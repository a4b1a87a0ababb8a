//! Admin handlers: consistency reconciliation and file deletion.

use crate::auth::require_identity;
use crate::deletion::{self, DeletionOutcome};
use crate::error::ApiResult;
use crate::reconcile::{self, ReconcileOptions, ReconciliationReport};
use crate::state::AppState;
use axum::Json;
use axum::extract::State;
use axum::http::Extensions;
use serde::{Deserialize, Serialize};
use uuid::Uuid;

/// Request body for a reconciliation pass.
#[derive(Debug, Default, Deserialize)]
pub struct SyncRequest {
    /// Delete orphaned blobs from storage. Deleting storage data is never
    /// an implicit side effect; it must be opted into per call.
    #[serde(default)]
    pub delete_orphans: bool,
}

/// Reconciliation pass summary plus the itemized report.
#[derive(Debug, Serialize)]
pub struct SyncResponse {
    pub success: bool,
    pub orphaned_count: usize,
    pub missing_count: usize,
    pub size_corrected_count: usize,
    pub deleted_orphan_count: usize,
    pub error_count: usize,
    #[serde(flatten)]
    pub report: ReconciliationReport,
}

/// POST /v1/admin/sync - Run a reconciliation pass (admin only).
///
/// Always answers 200 with a full report; individual record failures are
/// itemized under `errors` rather than failing the pass.
#[tracing::instrument(skip(state, extensions, body))]
pub async fn sync(
    State(state): State<AppState>,
    extensions: Extensions,
    body: Option<Json<SyncRequest>>,
) -> ApiResult<Json<SyncResponse>> {
    let identity = require_identity(&extensions)?;
    identity.require_admin()?;

    let request = body.map(|Json(b)| b).unwrap_or_default();
    let report = reconcile::reconcile(
        state.storage.as_ref(),
        state.metadata.as_ref(),
        ReconcileOptions {
            delete_orphans: request.delete_orphans,
        },
    )
    .await?;

    Ok(Json(SyncResponse {
        success: true,
        orphaned_count: report.orphaned_count(),
        missing_count: report.missing_count(),
        size_corrected_count: report.size_corrected_count(),
        deleted_orphan_count: report.deleted_orphan_count(),
        error_count: report.errors.len(),
        report,
    }))
}

/// Request body for file deletion.
#[derive(Debug, Deserialize)]
pub struct DeleteFileRequest {
    pub file_id: Uuid,
}

/// Composite deletion result.
#[derive(Debug, Serialize)]
pub struct DeleteFileResponse {
    pub success: bool,
    #[serde(flatten)]
    pub outcome: DeletionOutcome,
}

/// DELETE /v1/admin/files - Delete a logical file (admin only).
#[tracing::instrument(skip(state, extensions, body), fields(file_id = %body.file_id))]
pub async fn delete_file(
    State(state): State<AppState>,
    extensions: Extensions,
    Json(body): Json<DeleteFileRequest>,
) -> ApiResult<Json<DeleteFileResponse>> {
    let identity = require_identity(&extensions)?;
    identity.require_admin()?;

    let outcome = deletion::delete_file(
        state.storage.as_ref(),
        state.metadata.as_ref(),
        body.file_id,
        state.delete_retry_policy(),
    )
    .await?;

    Ok(Json(DeleteFileResponse {
        success: true,
        outcome,
    }))
}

----

ASSIGNMENT> For every line of the data above that contains "derive", copy that line.

FINISHED TASK>
#[derive(Debug, Default, Deserialize)]
#[derive(Debug, Serialize)]
#[derive(Debug, Deserialize)]
#[derive(Debug, Serialize)]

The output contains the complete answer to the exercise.